As shown by Annex 5 of the Complaint, the Respondent is engaged in a pattern of registering a great number of domain names including other trademarks, such as <usedsanyo.com>, <usedfuji.com>, <usedhewlettpackard.com> and <usedpanasonic.com>, as well as domain names combining the word "used" with another generic term in the electronic field. This pattern indicates that the Respondent registered the Domain Name in order to prevent the Complainant from reflecting the trademark PHILIPS in a domain name used, for example, for a website related to a second-hand service/market of the Complainant’s products.
(iii) Circumstances indicating that the Respondent has registered the Domain Name primarily for the purpose of disrupting the business of a competitor.
There is no evidence that the Respondent is a competitor of the Complainant.

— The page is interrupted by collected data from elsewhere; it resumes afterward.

//! Progress-tracking request body
//!
//! Wraps the file bytes in a chunked stream and emits a transport event
//! each time a chunk is handed to the HTTP client.

use crate::upload::types::TransportEvent;
use futures::channel::mpsc::UnboundedSender;
use futures::Stream;
use std::pin::Pin;
use std::task::{Context, Poll};

/// A stream over file bytes that reports how much of it has been consumed
///
/// Emits `Progress` after every chunk and a single `TransferComplete` once
/// the data is exhausted. Counts reflect what the HTTP client has pulled
/// from the body, which is as close to "sent" as the client exposes.
pub struct ProgressStream {
    data: Vec<u8>,
    offset: usize,
    chunk_size: usize,
    events: UnboundedSender<TransportEvent>,
    finished: bool,
}

impl ProgressStream {
    /// Create a new progress stream
    ///
    /// # Arguments
    ///
    /// * `data` - The bytes to send
    /// * `chunk_size` - Bytes per chunk, which sets the progress granularity
    /// * `events` - Where progress and completion events are delivered
    pub fn new(data: Vec<u8>, chunk_size: usize, events: UnboundedSender<TransportEvent>) -> Self {
        Self {
            data,
            offset: 0,
            chunk_size: chunk_size.max(1),
            events,
            finished: false,
        }
    }

    /// Total number of bytes in the stream
    pub fn total_bytes(&self) -> u64 {
        self.data.len() as u64
    }

    fn emit(&self, event: TransportEvent) {
        // The receiver only goes away once the upload has already settled.
        if self.events.unbounded_send(event).is_err() {
            log::trace!("Progress receiver dropped");
        }
    }
}

impl Stream for ProgressStream {
    type Item = std::io::Result<Vec<u8>>;

    fn poll_next(self: Pin<&mut Self>, _cx: &mut Context<'_>) -> Poll<Option<Self::Item>> {
        let this = self.get_mut();

        if this.offset >= this.data.len() {
            if !this.finished {
                this.finished = true;
                this.emit(TransportEvent::TransferComplete);
            }
            return Poll::Ready(None);
        }

        let end = (this.offset + this.chunk_size).min(this.data.len());
        let chunk = this.data[this.offset..end].to_vec();
        this.offset = end;

        this.emit(TransportEvent::Progress {
            loaded: this.offset as u64,
            total: this.data.len() as u64,
        });

        Poll::Ready(Some(Ok(chunk)))
    }

    fn size_hint(&self) -> (usize, Option<usize>) {
        let remaining = (self.data.len() - self.offset).div_ceil(self.chunk_size);
        (remaining, Some(remaining))
    }
}
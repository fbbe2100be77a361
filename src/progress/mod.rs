//! Upload progress reporting
//!
//! Turns `(loaded, total)` byte counts into the percentage and status text
//! shown while a file is being sent, and provides the body stream that
//! produces those counts during an HTTP transfer.

pub mod stream;
pub mod types;

pub use stream::ProgressStream;
pub use types::{report, ProgressReport};
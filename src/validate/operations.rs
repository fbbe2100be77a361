//! Validation operations implementation

use crate::types::{MimeType, SupportedType};
use crate::validate::types::FileDescriptor;

/// Check a single MIME string against the accepted [`SupportedType`]s
pub fn is_supported(mime: &str) -> bool {
    SupportedType::from_mime(mime).is_some()
}

/// Decide whether a selection may be uploaded
///
/// The selection is acceptable only when it is non-empty and every file has a
/// supported MIME type. An empty selection is always rejected.
pub fn validate(selection: &[FileDescriptor]) -> bool {
    if selection.is_empty() {
        log::debug!("Rejecting empty selection");
        return false;
    }

    match selection
        .iter()
        .find(|file| file.mime_type.supported().is_none())
    {
        Some(file) => {
            log::debug!(
                "Rejecting selection: {} has unsupported type {}",
                file.name,
                file.mime_type
            );
            false
        }
        None => true,
    }
}

/// Identify a file's MIME type from its leading bytes
///
/// Falls back to `application/octet-stream` when the content is not
/// recognised, which the validator then rejects.
pub fn sniff_mime(data: &[u8]) -> MimeType {
    match infer::get(data) {
        Some(kind) => MimeType::new(kind.mime_type().to_string()),
        None => MimeType::octet_stream(),
    }
}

(iv) By using the Domain Name, the Respondent has intentionally attempted to attract, for commercial gain, Internet users to his website or other on-line location, by creating a likelihood of confusion with the Complainant’s mark as to the source, sponsorship, affiliation, or endorsement of the said website / location or of a product or service on that website / location.

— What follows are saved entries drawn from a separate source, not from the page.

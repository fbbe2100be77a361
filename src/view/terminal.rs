//! Plain-text view for terminals

use crate::progress::ProgressReport;
use crate::render::{LinkKind, RenderedSummary};
use crate::view::{UploadView, PROCESSING_TEXT};
use std::io::{self, Write};

const DEFAULT_BAR_WIDTH: usize = 30;

/// Writes upload status to a terminal (or any writer)
///
/// Progress is redrawn in place on a single line. Relative link URLs are
/// resolved against `base_url` so they can be opened directly.
pub struct TerminalView<W: Write = io::Stdout> {
    out: W,
    base_url: String,
    bar_width: usize,
    submit_enabled: bool,
    progress_visible: bool,
}

impl TerminalView<io::Stdout> {
    pub fn stdout(base_url: impl Into<String>) -> Self {
        Self::new(io::stdout(), base_url)
    }
}

impl<W: Write> TerminalView<W> {
    pub fn new(out: W, base_url: impl Into<String>) -> Self {
        Self {
            out,
            base_url: base_url.into().trim_end_matches('/').to_string(),
            bar_width: DEFAULT_BAR_WIDTH,
            submit_enabled: true,
            progress_visible: false,
        }
    }

    pub fn bar_width(mut self, width: usize) -> Self {
        self.bar_width = width;
        self
    }

    /// Whether a new submission would currently be accepted
    pub fn submit_enabled(&self) -> bool {
        self.submit_enabled
    }

    pub fn into_inner(self) -> W {
        self.out
    }

    fn resolve(&self, url: &str) -> String {
        if url.starts_with("http://") || url.starts_with("https://") {
            url.to_string()
        } else if url.starts_with('/') {
            format!("{}{}", self.base_url, url)
        } else {
            format!("{}/{}", self.base_url, url)
        }
    }

    fn finish_progress_line(&mut self) {
        if self.progress_visible {
            self.progress_visible = false;
            self.write_line(format_args!(""));
        }
    }

    fn write_line(&mut self, line: std::fmt::Arguments<'_>) {
        if let Err(e) = writeln!(self.out, "{}", line) {
            log::warn!("Failed to write to terminal: {}", e);
        }
    }
}

impl<W: Write> UploadView for TerminalView<W> {
    fn show_unsupported_notice(&mut self, visible: bool) {
        if visible {
            self.write_line(format_args!(
                "Unsupported file. Only JPEG and PNG images can be uploaded."
            ));
        }
    }

    fn set_submit_enabled(&mut self, enabled: bool) {
        self.submit_enabled = enabled;
    }

    fn reset(&mut self, initial: &ProgressReport) {
        self.progress_visible = false;
        self.show_progress(initial);
    }

    fn show_progress(&mut self, progress: &ProgressReport) {
        let filled = progress.bar_cells(self.bar_width).min(self.bar_width);
        let bar = format!(
            "{}{}",
            "#".repeat(filled),
            ".".repeat(self.bar_width - filled)
        );

        self.progress_visible = true;
        let result = write!(self.out, "\r[{}] {}", bar, progress.text).and_then(|_| self.out.flush());
        if let Err(e) = result {
            log::warn!("Failed to write to terminal: {}", e);
        }
    }

    fn show_processing(&mut self) {
        self.finish_progress_line();
        self.write_line(format_args!("{}", PROCESSING_TEXT));
    }

    fn show_summary(&mut self, summary: &RenderedSummary) {
        self.finish_progress_line();
        for line in summary.status_lines() {
            self.write_line(format_args!("{}", line));
        }
        for (kind, url) in summary.links.visible() {
            let label = match kind {
                LinkKind::Source => "Original",
                LinkKind::Lossless => "Lossless",
                LinkKind::Lossy => "Lossy",
            };
            let url = self.resolve(url);
            self.write_line(format_args!("{}: {}", label, url));
        }
    }

    fn show_error(&mut self, message: &str) {
        self.finish_progress_line();
        self.write_line(format_args!("{}", message));
    }
}

#[cfg(test)]
mod tests {
    use super::*;
    use crate::progress::report;
    use crate::render::render;
    use crate::upload::types::{FileDetails, UploadResult};
    use crate::view::ERROR_TEXT;

    fn output(view: TerminalView<Vec<u8>>) -> String {
        String::from_utf8(view.into_inner()).unwrap()
    }

    #[test]
    fn test_progress_bar() {
        let mut view = TerminalView::new(Vec::new(), "http://localhost:8000").bar_width(10);
        view.reset(&report(0, 100));
        view.show_progress(&report(50, 100));
        view.show_processing();

        let text = output(view);
        assert!(text.contains("\r[..........] Uploading... 0.00%"));
        assert!(text.contains("\r[#####.....] Uploading... 50.00%"));
        assert!(text.ends_with("\nUpload Completed. Compressing...\n"));
    }

    #[test]
    fn test_summary_links_are_resolved() {
        let result = UploadResult::new(
            FileDetails::new(1000, "/uploads/a/src.jpg"),
            FileDetails::new(500, "https://cdn.example.com/cmp.jpg"),
        );

        let mut view = TerminalView::new(Vec::new(), "http://localhost:8000/");
        view.show_summary(&render(&result));

        let text = output(view);
        assert!(text.contains("Saved: 500.00byte (50.00%)"));
        assert!(text.contains("Original: http://localhost:8000/uploads/a/src.jpg"));
        assert!(text.contains("Lossless: https://cdn.example.com/cmp.jpg"));
        assert!(!text.contains("Lossy:"));
    }

    #[test]
    fn test_error_and_submit_toggle() {
        let mut view = TerminalView::new(Vec::new(), "http://localhost:8000");
        view.set_submit_enabled(false);
        assert!(!view.submit_enabled());
        view.show_error(ERROR_TEXT);
        view.set_submit_enabled(true);
        assert!(view.submit_enabled());
        assert_eq!(output(view), "Upload Error. Try again.\n");
    }
}
pub mod config;
pub mod error;
pub mod logging;
pub mod types;

pub mod progress;
pub mod render;
pub mod upload;
pub mod validate;
pub mod view;

pub use config::{ClientConfig, LogLevel};

pub use error::{Result, SqueezeError};

pub use progress::{report, ProgressReport, ProgressStream};

pub use render::{
    compare, parse_response, render, size_format, DownloadLinks, LinkKind, RenderedSummary,
    SizeReport,
};

pub use types::{MimeType, SupportedType};

pub use upload::{
    upload_file, FileDetails, HttpTransport, Transport, TransportEvent, UploadController,
    UploadOutcome, UploadRequest, UploadResponse, UploadResult, UploadState, FILE_FIELD,
    NAME_FIELD, RESPONSE_CONTRACT_VERSION,
};

pub use validate::{is_supported, validate, FileDescriptor, FileSelection, FileUpload};

pub use view::{TerminalView, UploadView, ERROR_TEXT, PROCESSING_TEXT};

The disputed Domain Name does not resolve to an active website and, accordingly, it cannot be said to be actively used to attract Internet users to the Respondent’s website and even less to be used such way for commercial gain.
Other indications of Respondent’s bad faith:
As established in the Telstra Corporation Limited v. Nuclear Marshmallows case (WIPO Case No. D2000-0003), the requirement of the Policy of a domain name "being used in bad faith" is not limited to positive action. There are some circumstances of this case indicating that the Domain Name may well be considered to be used in bad faith, if:
- The Respondent has provided no evidence of any legitimate commercial, non commercial or fair use of the Domain Name; or
- The Respondent has not replied to the letter from the Complainant, and no Response whatsoever has been filed as a reaction to the Complaint, therewith avoiding to present any preparations or even future plans for fair use; or
- The Respondent is the owner of a number of domain names, consisting of others’ well-known trademarks, all in the same field of business as of the Complainant. The Panel concludes that the Respondent has some knowledge about the business of the Complainant and the other trademark owners and that the disputed Domain Name was registered with the Complainant in mind.

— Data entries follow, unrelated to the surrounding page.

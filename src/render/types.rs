//! Rendered response types

use crate::render::format::to_fixed;
use serde::{Deserialize, Serialize};

/// Which download link a URL belongs to
#[derive(Debug, Clone, Copy, PartialEq, Eq, Hash, Serialize, Deserialize)]
#[serde(rename_all = "lowercase")]
pub enum LinkKind {
    Source,
    Lossless,
    Lossy,
}

impl std::fmt::Display for LinkKind {
    fn fmt(&self, f: &mut std::fmt::Formatter<'_>) -> std::fmt::Result {
        match self {
            LinkKind::Source => write!(f, "source"),
            LinkKind::Lossless => write!(f, "lossless"),
            LinkKind::Lossy => write!(f, "lossy"),
        }
    }
}

/// Comparison of a compressed variant against the source file
#[derive(Debug, Clone, PartialEq, Serialize, Deserialize)]
pub struct SizeReport {
    /// Variant size in bytes
    pub size: u64,
    /// Variant size, formatted
    pub size_text: String,
    /// Absolute byte difference from the source
    pub diff: u64,
    /// Byte difference, formatted
    pub diff_text: String,
    /// `100 - min/max * 100`
    pub savings_percent: f64,
}

/// Links revealed after a successful upload
#[derive(Debug, Clone, PartialEq, Eq, Serialize, Deserialize)]
pub struct DownloadLinks {
    pub source: String,
    pub lossless: String,
    pub lossy: Option<String>,
}

impl DownloadLinks {
    /// Links that should be visible, in display order
    pub fn visible(&self) -> Vec<(LinkKind, &str)> {
        let mut links = vec![
            (LinkKind::Source, self.source.as_str()),
            (LinkKind::Lossless, self.lossless.as_str()),
        ];
        if let Some(lossy) = &self.lossy {
            links.push((LinkKind::Lossy, lossy.as_str()));
        }
        links
    }
}

/// Everything the view needs to present a completed upload
#[derive(Debug, Clone, PartialEq, Serialize, Deserialize)]
pub struct RenderedSummary {
    pub source_size: u64,
    pub source_text: String,
    pub lossless: SizeReport,
    pub lossy: Option<SizeReport>,
    pub links: DownloadLinks,
}

impl RenderedSummary {
    /// Status lines, one per row of the summary
    pub fn status_lines(&self) -> Vec<String> {
        let mut lines = vec![
            format!("Original File Size: {}", self.source_text),
            format!("Compressed File Size: {}", self.lossless.size_text),
            format!(
                "Saved: {} ({}%)",
                self.lossless.diff_text,
                to_fixed(self.lossless.savings_percent, 2)
            ),
        ];

        if let Some(lossy) = &self.lossy {
            lines.push(format!("Lossy File Size: {}", lossy.size_text));
            lines.push(format!(
                "Lossy Saved: {} ({}%)",
                lossy.diff_text,
                to_fixed(lossy.savings_percent, 2)
            ));
        }

        lines
    }

    /// The full status text
    pub fn status_text(&self) -> String {
        self.status_lines().join("\n")
    }
}
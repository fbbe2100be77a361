//! squeeze CLI
//!
//! Uploads an image to the compression service and prints the savings.

use clap::{Arg, ArgAction, Command};
use squeeze_upload::{
    logging, upload_file, ClientConfig, FileDescriptor, FileSelection, FileUpload, HttpTransport,
    SqueezeError, TerminalView, UploadController,
};
use std::path::PathBuf;
use std::process::ExitCode;

fn cli() -> Command {
    Command::new("squeeze")
        .version(env!("CARGO_PKG_VERSION"))
        .about("Upload JPEG/PNG images to the compression service")
        .arg(
            Arg::new("verbose")
                .short('v')
                .long("verbose")
                .help("Increase log verbosity (repeatable)")
                .action(ArgAction::Count)
                .global(true),
        )
        .arg(
            Arg::new("config")
                .short('c')
                .long("config")
                .help("JSON configuration file")
                .value_parser(clap::value_parser!(PathBuf))
                .global(true),
        )
        .arg(
            Arg::new("endpoint")
                .short('e')
                .long("endpoint")
                .help("Base URL of the compression service")
                .global(true),
        )
        .subcommand(
            Command::new("upload")
                .about("Upload one image and show the compression summary")
                .arg(
                    Arg::new("file")
                        .help("Image to upload")
                        .required(true)
                        .value_parser(clap::value_parser!(PathBuf)),
                ),
        )
        .subcommand(
            Command::new("check")
                .about("Check whether files would be accepted for upload")
                .arg(
                    Arg::new("files")
                        .help("Files to check")
                        .required(true)
                        .num_args(1..)
                        .value_parser(clap::value_parser!(PathBuf)),
                ),
        )
}

#[tokio::main(flavor = "current_thread")]
async fn main() -> ExitCode {
    let matches = cli().get_matches();

    let config = match load_config(&matches) {
        Ok(config) => config,
        Err(e) => {
            eprintln!("{}", e);
            return ExitCode::from(2);
        }
    };

    let verbose = matches.get_count("verbose");
    logging::init(logging::level_for_verbosity(config.log_level, verbose));

    let result = match matches.subcommand() {
        Some(("upload", sub_matches)) => match sub_matches.get_one::<PathBuf>("file") {
            Some(path) => upload(&config, path).await,
            None => Err(SqueezeError::invalid_parameter("file", "No file given")),
        },
        Some(("check", sub_matches)) => {
            let paths: Vec<PathBuf> = sub_matches
                .get_many::<PathBuf>("files")
                .map(|values| values.cloned().collect())
                .unwrap_or_default();
            check(&paths).await
        }
        _ => {
            eprintln!("No subcommand provided. Use --help for usage information.");
            return ExitCode::from(2);
        }
    };

    match result {
        Ok(true) => ExitCode::SUCCESS,
        Ok(false) => ExitCode::FAILURE,
        Err(e) => {
            eprintln!("{}", e);
            ExitCode::from(2)
        }
    }
}

fn load_config(matches: &clap::ArgMatches) -> Result<ClientConfig, SqueezeError> {
    let mut config = match matches.get_one::<PathBuf>("config") {
        Some(path) => ClientConfig::from_file(path)?,
        None => ClientConfig::default(),
    };

    if let Some(endpoint) = matches.get_one::<String>("endpoint") {
        config = config.endpoint(endpoint.as_str());
    }

    config.validate()?;
    Ok(config)
}

async fn upload(config: &ClientConfig, path: &PathBuf) -> Result<bool, SqueezeError> {
    let file = FileUpload::from_path(path).await?;
    let transport = HttpTransport::new()?;
    let mut controller = UploadController::new(TerminalView::stdout(config.endpoint.as_str()));

    let outcome = upload_file(&mut controller, &transport, config, file).await?;
    if let Some(error) = &outcome.error {
        log::error!("{}", error);
    }

    Ok(outcome.is_complete())
}

async fn check(paths: &[PathBuf]) -> Result<bool, SqueezeError> {
    let mut selection = FileSelection::new();

    for path in paths {
        let descriptor = FileDescriptor::from_path(path).await?;
        let accepted = squeeze_upload::is_supported(descriptor.mime_type.as_str());
        println!(
            "{}: {} ({}) {}",
            descriptor.name,
            descriptor.mime_type,
            descriptor.size_string(),
            if accepted { "ok" } else { "unsupported" }
        );
        selection = selection.with_file(descriptor);
    }

    let valid = selection.is_valid();
    println!(
        "Selection {}",
        if valid { "can be uploaded" } else { "cannot be uploaded" }
    );
    Ok(valid)
}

Given the above circumstances, the Panel concludes that the Respondent registered the Domain Name in bad faith and that the further behavior of the Respondent may well be considered as equal to use in bad faith.
The Panel concludes that the Complainant has succeeded in proving the three elements within paragraph 4(a) of the Policy.
The Panel concludes (a) that the Domain Name <usedphilips.com> is confusingly similar to the Complainant’s trademark PHILIPS, (b) that the Respondent has no rights or legitimate interest in the Domain Name, and (c) that the Respondent has registered and used the Domain Name in bad faith.
Therefore, pursuant to paragraphs 4(i) of the Policy and paragraph 15 of the Rules, the Panel orders that the Domain Name <usedphilips.com> be transferred to the Complainant Koninklijke Philips Electronics N.V.